Circadian rhythms play a central role in physiological and metabolic processes. This is mostly achieved through rhythmic regulation of myriad genes via dynamic epigenome changes. Accumulating evidence indicates that oxidative stress and redox balance are under circadian control and feedback on the clock system. Circadian perturbations induce oxidative stress accumulation and disturb redox balance. Along with these changes, epigenomic landscape changes are a remarkable hallmark of clock disruption. This review aims to summarize evidence supporting the link between the circadian clock and redox metabolism, focusing on possible connections through epigenetic mechanisms.

Ketogenesis impact on liver metabolism revealed by proteomics of lysine ß-hydroxybutyrylation.

Ketone bodies are bioactive metabolites that function as energy substrates, signaling molecules, and regulators of histone modifications. ß-hydroxybutyrate (ß-OHB) is utilized in lysine ß-hydroxybutyrylation (Kbhb) of histones, and associates with starvation-responsive genes, effectively coupling ketogenic metabolism with gene expression. The emerging diversity of the lysine acylation landscape prompted us to investigate the full proteomic impact of Kbhb. Global protein Kbhb is induced in a tissue-specific manner by a variety of interventions that evoke ß-OHB. Mass spectrometry analysis of the ß-hydroxybutyrylome in mouse liver revealed 891 sites of Kbhb within 267 proteins enriched for fatty acid, amino acid, detoxification, and one-carbon metabolic pathways. Kbhb inhibits S-adenosyl-L-homocysteine hydrolase (AHCY), a rate-limiting enzyme of the methionine cycle, in parallel with altered metabolite levels. Our results illuminate the role of Kbhb in hepatic metabolism under ketogenic conditions and demonstrate a functional consequence of this modification on a central metabolic enzyme.

Integration of feeding behavior by the liver circadian clock reveals network dependency of metabolic rhythms.
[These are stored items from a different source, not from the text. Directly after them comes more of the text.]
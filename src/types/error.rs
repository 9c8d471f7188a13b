//! Error types for the NATS Connect client
//!
//! Every stage of the session bootstrap and every RPC call reports one of
//! these variants. Nothing in the library exits the process or prints; the
//! caller decides whether to re-prompt, retry or give up.

use std::path::PathBuf;

/// Main error type for client operations
#[derive(Debug, thiserror::Error)]
pub enum ClientError {
    #[error("Configuration error: {0}")]
    Configuration(String),

    #[error("Missing required argument: {0}")]
    MissingArgument(&'static str),

    #[error("Invalid environment '{0}' (expected production, development or local)")]
    InvalidEnvironment(String),

    #[error("Authentication error: {0}")]
    Authentication(String),

    #[error("Parameter fetch error: {0}")]
    ParameterFetch(String),

    #[error("Transport configuration incomplete, missing: {}", .0.join(", "))]
    IncompleteTransportConfig(Vec<&'static str>),

    #[error("Failed to write {}: {source}", path.display())]
    FileWrite {
        path: PathBuf,
        #[source]
        source: std::io::Error,
    },

    #[error("Connection error: {0}")]
    Connection(String),

    #[error("Serialization error: {0}")]
    Serialization(String),

    #[error("Encryption error: {0}")]
    Encryption(String),

    #[error("Request to {0} timed out")]
    Timeout(String),

    #[error("Request to {0} was cancelled")]
    Cancelled(String),

    #[error("Transport error: {0}")]
    Transport(String),

    #[error("Deserialization error: {0}")]
    Deserialization(String),
}

impl ClientError {
    /// Whether the failure happened before any message reached the bus
    pub fn is_local(&self) -> bool {
        matches!(
            self,
            Self::Configuration(_)
                | Self::MissingArgument(_)
                | Self::InvalidEnvironment(_)
                | Self::IncompleteTransportConfig(_)
                | Self::FileWrite { .. }
                | Self::Serialization(_)
                | Self::Encryption(_)
        )
    }
}

impl From<async_nats::ConnectError> for ClientError {
    fn from(err: async_nats::ConnectError) -> Self {
        Self::Connection(err.to_string())
    }
}

/// Result type alias for client operations
pub type Result<T> = std::result::Result<T, ClientError>;
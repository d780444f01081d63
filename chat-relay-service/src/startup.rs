//! Application startup and lifecycle management.

use crate::config::RelayConfig;
use crate::error::AppError;
use crate::services::providers::openai::{OpenAiConfig, OpenAiProvider};
use crate::services::providers::{ChatProvider, ImageProvider};
use crate::{build_router, AppState};
use std::net::SocketAddr;
use std::sync::Arc;
use tokio::net::TcpListener;
use tokio::signal;

/// Application container for managing server lifecycle.
pub struct Application {
    port: u16,
    listener: TcpListener,
    state: AppState,
}

impl Application {
    /// Build the application with the given configuration.
    pub async fn build(config: RelayConfig) -> Result<Self, AppError> {
        let provider = Arc::new(OpenAiProvider::new(OpenAiConfig {
            api_key: config.openai.api_key.clone(),
            base_url: config.openai.base_url.clone(),
            text_model: config.openai.text_model.clone(),
            image_model: config.openai.image_model.clone(),
        }));

        tracing::info!(
            text_model = %config.openai.text_model,
            image_model = %config.openai.image_model,
            "Initialized OpenAI provider"
        );

        let state = AppState {
            config: config.clone(),
            chat_provider: provider.clone() as Arc<dyn ChatProvider>,
            image_provider: provider as Arc<dyn ImageProvider>,
        };

        // Bind the listener (port 0 = random port for testing)
        let addr = SocketAddr::from(([0, 0, 0, 0], config.common.port));
        let listener = TcpListener::bind(addr).await.map_err(|e| {
            tracing::error!("Failed to bind listener to {}: {}", addr, e);
            AppError::from(e)
        })?;
        let port = listener.local_addr()?.port();

        Ok(Self {
            port,
            listener,
            state,
        })
    }

    /// Get the port the server is listening on.
    pub fn port(&self) -> u16 {
        self.port
    }

    /// Run the application until stopped.
    pub async fn run_until_stopped(self) -> std::io::Result<()> {
        let router = build_router(self.state);

        axum::serve(self.listener, router)
            .with_graceful_shutdown(shutdown_signal())
            .await
    }
}

async fn shutdown_signal() {
    let ctrl_c = async {
        signal::ctrl_c()
            .await
            .expect("Failed to install Ctrl+C handler");
    };

    #[cfg(unix)]
    let terminate = async {
        signal::unix::signal(signal::unix::SignalKind::terminate())
            .expect("Failed to install SIGTERM handler")
            .recv()
            .await;
    };

    #[cfg(not(unix))]
    let terminate = std::future::pending::<()>();

    tokio::select! {
        _ = ctrl_c => {},
        _ = terminate => {},
    }

    tracing::info!("Shutdown signal received");
}
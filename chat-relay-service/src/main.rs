use chat_relay_service::config::RelayConfig;
use chat_relay_service::observability::init_tracing;
use chat_relay_service::startup::Application;

#[tokio::main]
async fn main() -> std::io::Result<()> {
    // Initialize tracing; span export is enabled only when a collector
    // endpoint is configured.
    let otlp_endpoint = std::env::var("OTLP_ENDPOINT").ok();
    init_tracing("chat-relay-service", "info", otlp_endpoint.as_deref());

    let config = RelayConfig::load().map_err(|e| {
        tracing::error!("Failed to load configuration: {}", e);
        std::io::Error::other(format!("Configuration error: {}", e))
    })?;

    let app = Application::build(config).await.map_err(|e| {
        tracing::error!("Failed to build application: {}", e);
        std::io::Error::other(format!("Startup error: {}", e))
    })?;

    tracing::info!("Relay listening on port {}", app.port());

    app.run_until_stopped().await
}
//! Mock provider implementations for testing.

use super::{ChatProvider, ChatTurn, ImageProvider, ProviderError};
use async_trait::async_trait;

/// Mock chat provider returning a scripted outcome.
pub struct MockChatProvider {
    outcome: Result<String, ProviderError>,
}

impl MockChatProvider {
    pub fn replying(reply: &str) -> Self {
        Self {
            outcome: Ok(reply.to_string()),
        }
    }

    pub fn failing(error: ProviderError) -> Self {
        Self {
            outcome: Err(error),
        }
    }
}

#[async_trait]
impl ChatProvider for MockChatProvider {
    async fn generate(&self, _turns: &[ChatTurn]) -> Result<String, ProviderError> {
        self.outcome.clone()
    }

    async fn health_check(&self) -> Result<(), ProviderError> {
        self.outcome.clone().map(|_| ())
    }
}

/// Mock image provider returning a scripted outcome.
pub struct MockImageProvider {
    outcome: Result<String, ProviderError>,
}

impl MockImageProvider {
    pub fn returning(url: &str) -> Self {
        Self {
            outcome: Ok(url.to_string()),
        }
    }

    pub fn failing(error: ProviderError) -> Self {
        Self {
            outcome: Err(error),
        }
    }
}

#[async_trait]
impl ImageProvider for MockImageProvider {
    async fn generate(&self, _prompt: &str, _size: &str) -> Result<String, ProviderError> {
        self.outcome.clone()
    }
}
The mammalian circadian clock, expressed throughout the brain and body, controls daily metabolic homeostasis. Clock function in peripheral tissues is required, but not sufficient, for this task. Because of the lack of specialized animal models, it is unclear how tissue clocks interact with extrinsic signals to drive molecular oscillations. Here, we isolated the interaction between feeding and the liver clock by reconstituting Bmal1 exclusively in hepatocytes (Liver-RE), in otherwise clock-less mice, and controlling timing of food intake. We found that the cooperative action of BMAL1 and the transcription factor CEBPB regulates daily liver metabolic transcriptional programs. Functionally, the liver clock and feeding rhythm are sufficient to drive temporal carbohydrate homeostasis. By contrast, liver rhythms tied to redox and lipid metabolism required communication with the skeletal muscle clock, demonstrating peripheral clock cross-talk. Our results highlight how the inner workings of the clock system rely on communicating signals to maintain daily metabolism.
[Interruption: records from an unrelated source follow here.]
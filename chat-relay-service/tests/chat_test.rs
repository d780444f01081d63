//! Integration tests for the /chat relay endpoint.

use axum::{
    body::Body,
    http::{Request, StatusCode},
    Router,
};
use chat_relay_service::config::{CommonConfig, OpenAiSettings, RelayConfig};
use chat_relay_service::services::providers::mock::{MockChatProvider, MockImageProvider};
use chat_relay_service::services::providers::openai::{OpenAiConfig, OpenAiProvider};
use chat_relay_service::services::providers::ProviderError;
use chat_relay_service::{build_router, AppState};
use serde_json::{json, Value};
use std::sync::Arc;
use tower::util::ServiceExt;

fn test_config(api_key: &str) -> RelayConfig {
    RelayConfig {
        common: CommonConfig { port: 0 },
        openai: OpenAiSettings {
            api_key: api_key.to_string(),
            base_url: "http://localhost:9".to_string(),
            text_model: "gpt-4.1-mini".to_string(),
            image_model: "gpt-image-1".to_string(),
        },
    }
}

fn app_with_chat(provider: MockChatProvider) -> Router {
    let state = AppState {
        config: test_config("test-api-key"),
        chat_provider: Arc::new(provider),
        image_provider: Arc::new(MockImageProvider::returning("http://unused/img.png")),
    };
    build_router(state)
}

/// App wired to the real OpenAI provider with an empty credential; the key
/// check fires before any network call, so no upstream is needed.
fn app_without_credential() -> Router {
    let config = test_config("");
    let provider = Arc::new(OpenAiProvider::new(OpenAiConfig {
        api_key: config.openai.api_key.clone(),
        base_url: config.openai.base_url.clone(),
        text_model: config.openai.text_model.clone(),
        image_model: config.openai.image_model.clone(),
    }));
    let state = AppState {
        config,
        chat_provider: provider.clone(),
        image_provider: provider,
    };
    build_router(state)
}

fn post_chat(body: Value) -> Request<Body> {
    Request::builder()
        .method("POST")
        .uri("/chat")
        .header("Content-Type", "application/json")
        .body(Body::from(body.to_string()))
        .unwrap()
}

async fn read_json(response: axum::response::Response) -> Value {
    let body = axum::body::to_bytes(response.into_body(), usize::MAX)
        .await
        .expect("Failed to read body");
    serde_json::from_slice(&body).expect("Failed to parse response body")
}

#[tokio::test]
async fn chat_returns_the_model_reply() {
    let app = app_with_chat(MockChatProvider::replying("Hello"));

    let response = app
        .oneshot(post_chat(json!({"message": "Hi"})))
        .await
        .unwrap();

    assert_eq!(response.status(), StatusCode::OK);
    let body = read_json(response).await;
    assert_eq!(body["reply"], "Hello");
}

#[tokio::test]
async fn chat_tolerates_an_empty_body() {
    let app = app_with_chat(MockChatProvider::replying("Hello"));

    let response = app.oneshot(post_chat(json!({}))).await.unwrap();

    assert_eq!(response.status(), StatusCode::OK);
}

#[tokio::test]
async fn chat_passes_through_the_upstream_error() {
    let raw = json!({"error": {"message": "rate limited", "type": "rate_limit_error"}});
    let app = app_with_chat(MockChatProvider::failing(ProviderError::Upstream {
        status: 429,
        message: "rate limited".to_string(),
        raw: raw.clone(),
    }));

    let response = app
        .oneshot(post_chat(json!({"message": "Hi"})))
        .await
        .unwrap();

    assert_eq!(response.status(), StatusCode::TOO_MANY_REQUESTS);
    let body = read_json(response).await;
    assert_eq!(body["error"], "rate limited");
    assert_eq!(body["raw"], raw);
}

#[tokio::test]
async fn chat_reports_an_empty_upstream_reply() {
    let raw = json!({"output": []});
    let app = app_with_chat(MockChatProvider::failing(ProviderError::EmptyResponse {
        message: "No reply returned by model".to_string(),
        raw: raw.clone(),
    }));

    let response = app
        .oneshot(post_chat(json!({"message": "Hi"})))
        .await
        .unwrap();

    assert_eq!(response.status(), StatusCode::INTERNAL_SERVER_ERROR);
    let body = read_json(response).await;
    assert_eq!(body["error"], "No reply returned by model");
    assert_eq!(body["raw"], raw);
}

#[tokio::test]
async fn chat_reports_the_missing_credential() {
    let app = app_without_credential();

    let response = app
        .oneshot(post_chat(json!({"message": "Hi"})))
        .await
        .unwrap();

    assert_eq!(response.status(), StatusCode::INTERNAL_SERVER_ERROR);
    let body = read_json(response).await;
    assert_eq!(body["error"], "Missing OPENAI_API_KEY");
}

#[tokio::test]
async fn chat_rejects_non_post_methods() {
    for method in ["GET", "PUT", "DELETE", "PATCH"] {
        let app = app_with_chat(MockChatProvider::replying("Hello"));
        let response = app
            .oneshot(
                Request::builder()
                    .method(method)
                    .uri("/chat")
                    .body(Body::empty())
                    .unwrap(),
            )
            .await
            .unwrap();

        assert_eq!(response.status(), StatusCode::METHOD_NOT_ALLOWED);
        let body = read_json(response).await;
        assert_eq!(body["error"], "Use POST");
    }
}

#[tokio::test]
async fn chat_preflight_gets_permissive_cors_headers() {
    let app = app_with_chat(MockChatProvider::replying("Hello"));

    let response = app
        .oneshot(
            Request::builder()
                .method("OPTIONS")
                .uri("/chat")
                .header("Origin", "http://example.com")
                .header("Access-Control-Request-Method", "POST")
                .body(Body::empty())
                .unwrap(),
        )
        .await
        .unwrap();

    assert_eq!(response.status(), StatusCode::OK);
    assert_eq!(response.headers()["access-control-allow-origin"], "*");
    let allow_methods = response.headers()["access-control-allow-methods"]
        .to_str()
        .unwrap()
        .to_string();
    assert!(allow_methods.contains("POST"));

    let body = axum::body::to_bytes(response.into_body(), usize::MAX)
        .await
        .unwrap();
    assert!(body.is_empty());
}

#[tokio::test]
async fn chat_rejects_a_malformed_json_body() {
    let app = app_with_chat(MockChatProvider::replying("Hello"));

    let response = app
        .oneshot(
            Request::builder()
                .method("POST")
                .uri("/chat")
                .header("Content-Type", "application/json")
                .body(Body::from("{not json"))
                .unwrap(),
        )
        .await
        .unwrap();

    assert_eq!(response.status(), StatusCode::BAD_REQUEST);
    let body = read_json(response).await;
    assert!(body["error"].as_str().unwrap().contains("Json parse error"));
}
Personalized medicine and circadian rhythms: Opportunities for modern society.

Circadian rhythms govern physiology and metabolism, leading to controlled homeostasis. We discuss the impact of circadian rhythms on society and the challenges for the imminent future of personalized medicine.

A non-pharmacological therapeutic approach in the gut triggers distal metabolic rewiring capable of ameliorating diet-induced dysfunctions encompassed by metabolic syndrome.
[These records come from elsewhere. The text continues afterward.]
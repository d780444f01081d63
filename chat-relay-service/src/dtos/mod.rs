//! Request and response payloads for the relay endpoints.

use serde::{Deserialize, Serialize};
use validator::{Validate, ValidationError};

/// Inbound chat request.
///
/// Every field is optional on the wire; an absent message is treated as an
/// empty string. `personalization` is a legacy alias for `system` and loses
/// when both are present.
#[derive(Debug, Clone, Default, Deserialize, Validate)]
pub struct ChatRequest {
    #[serde(default)]
    pub message: String,
    #[serde(default)]
    pub system: Option<String>,
    #[serde(default)]
    pub personalization: Option<String>,
    #[serde(default)]
    pub conversation: Vec<ConversationTurn>,
    #[serde(default)]
    pub files: Vec<AttachedFile>,
}

/// One prior turn of the conversation as the client recorded it.
#[derive(Debug, Clone, Deserialize)]
pub struct ConversationTurn {
    #[serde(default)]
    pub role: String,
    #[serde(default)]
    pub content: String,
}

/// A client-side uploaded file, reduced to its extracted text.
#[derive(Debug, Clone, Deserialize)]
pub struct AttachedFile {
    #[serde(default)]
    pub text: String,
}

/// Inbound image generation request.
#[derive(Debug, Clone, Deserialize, Validate)]
pub struct ImageRequest {
    #[serde(default)]
    #[validate(custom(function = "prompt_present"))]
    pub prompt: String,
    #[serde(default = "default_image_size")]
    pub size: String,
}

fn default_image_size() -> String {
    "1024x1024".to_string()
}

fn prompt_present(prompt: &str) -> Result<(), ValidationError> {
    if prompt.trim().is_empty() {
        let mut err = ValidationError::new("prompt");
        err.message = Some("Missing prompt".into());
        return Err(err);
    }
    Ok(())
}

#[derive(Debug, Serialize)]
pub struct ChatResponse {
    pub reply: String,
}

#[derive(Debug, Serialize)]
pub struct ImageResponse {
    pub url: String,
}
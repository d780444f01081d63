//! Upstream provider abstractions and implementations.
//!
//! Handlers work against trait objects so the OpenAI backend can be swapped
//! for mocks in tests.

pub mod mock;
pub mod openai;

use async_trait::async_trait;
use serde::Serialize;
use serde_json::Value;
use thiserror::Error;

/// Error type for provider operations.
#[derive(Debug, Clone, Error)]
pub enum ProviderError {
    #[error("Provider not configured: {0}")]
    NotConfigured(String),

    #[error("Upstream error {status}: {message}")]
    Upstream {
        status: u16,
        message: String,
        raw: Value,
    },

    #[error("{message}")]
    EmptyResponse { message: String, raw: Value },

    #[error("API error: {0}")]
    Api(String),

    #[error("Network error: {0}")]
    Network(String),
}

/// Upstream-facing role of a conversational turn.
#[derive(Debug, Clone, Copy, PartialEq, Eq, Serialize)]
#[serde(rename_all = "lowercase")]
pub enum Role {
    System,
    User,
    Assistant,
}

impl Role {
    /// Normalizes an inbound role string. Anything that is not exactly
    /// "assistant" becomes a user turn.
    pub fn normalize(raw: &str) -> Self {
        if raw == "assistant" {
            Role::Assistant
        } else {
            Role::User
        }
    }
}

/// A single turn sent to the upstream chat endpoint.
#[derive(Debug, Clone, PartialEq, Eq, Serialize)]
pub struct ChatTurn {
    pub role: Role,
    pub content: String,
}

/// Trait for chat completion providers.
#[async_trait]
pub trait ChatProvider: Send + Sync {
    /// Sends the assembled turns upstream and returns the extracted reply.
    async fn generate(&self, turns: &[ChatTurn]) -> Result<String, ProviderError>;

    /// Health check.
    async fn health_check(&self) -> Result<(), ProviderError>;
}

/// Trait for image generation providers.
#[async_trait]
pub trait ImageProvider: Send + Sync {
    /// Generates one image and returns its URL.
    async fn generate(&self, prompt: &str, size: &str) -> Result<String, ProviderError>;
}
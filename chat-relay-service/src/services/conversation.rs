//! Prompt assembly for the chat endpoint.
//!
//! Turn order is fixed: system instruction, uploaded file text, prior
//! history (most recent 12), then the current message.

use crate::dtos::{AttachedFile, ChatRequest};
use crate::services::providers::{ChatTurn, Role};

/// Most recent history turns kept at assembly.
const MAX_HISTORY_TURNS: usize = 12;

/// Cap on the combined attached file text, in characters.
const MAX_FILE_TEXT_CHARS: usize = 120_000;

/// Separator between the texts of individual attached files.
const FILE_SEPARATOR: &str = "\n\n---\n\n";

pub fn assemble_turns(request: &ChatRequest) -> Vec<ChatTurn> {
    let mut turns = Vec::new();

    if let Some(system) = resolve_system(request) {
        turns.push(ChatTurn {
            role: Role::System,
            content: system,
        });
    }

    if let Some(files_text) = collect_file_text(&request.files) {
        turns.push(ChatTurn {
            role: Role::User,
            content: format!("Uploaded file text:\n\n{}", files_text),
        });
    }

    let start = request.conversation.len().saturating_sub(MAX_HISTORY_TURNS);
    for turn in &request.conversation[start..] {
        turns.push(ChatTurn {
            role: Role::normalize(&turn.role),
            content: turn.content.clone(),
        });
    }

    turns.push(ChatTurn {
        role: Role::User,
        content: request.message.clone(),
    });

    turns
}

/// `system` wins over the legacy `personalization` alias.
fn resolve_system(request: &ChatRequest) -> Option<String> {
    request
        .system
        .clone()
        .filter(|s| !s.is_empty())
        .or_else(|| {
            request
                .personalization
                .clone()
                .filter(|s| !s.is_empty())
        })
}

fn collect_file_text(files: &[AttachedFile]) -> Option<String> {
    let mut joined = files
        .iter()
        .map(|f| f.text.as_str())
        .filter(|text| !text.is_empty())
        .collect::<Vec<_>>()
        .join(FILE_SEPARATOR);

    truncate_chars(&mut joined, MAX_FILE_TEXT_CHARS);

    if joined.is_empty() {
        None
    } else {
        Some(joined)
    }
}

/// Truncates to at most `max` characters, on a char boundary.
fn truncate_chars(text: &mut String, max: usize) {
    if let Some((idx, _)) = text.char_indices().nth(max) {
        text.truncate(idx);
    }
}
Metabolic syndrome has increased at a worrisome level. Lifestyle changes are not sufficient to prevent and improve the adverse effects of obesity, thus novel interventions are necessary. The aim of this study was to investigate the use and metabolic outcomes of a non-pharmacological intervention in a high-fat diet (HFD) fed mouse model, capable of recapitulating key aspects of metabolic syndrome. We show that Policaptil Gel Retard has remarkable, beneficial effects on metabolic dysfunction caused by consumption of HFD. We describe the mechanism by which such effects are obtained, highlighting the fact that the amelioration of metabolic function observed upon Policaptil Gel Retard administration is profound and of systemic nature, despite being originated by sequestering, therefore non-pharmacological events elicited in the gut lumen.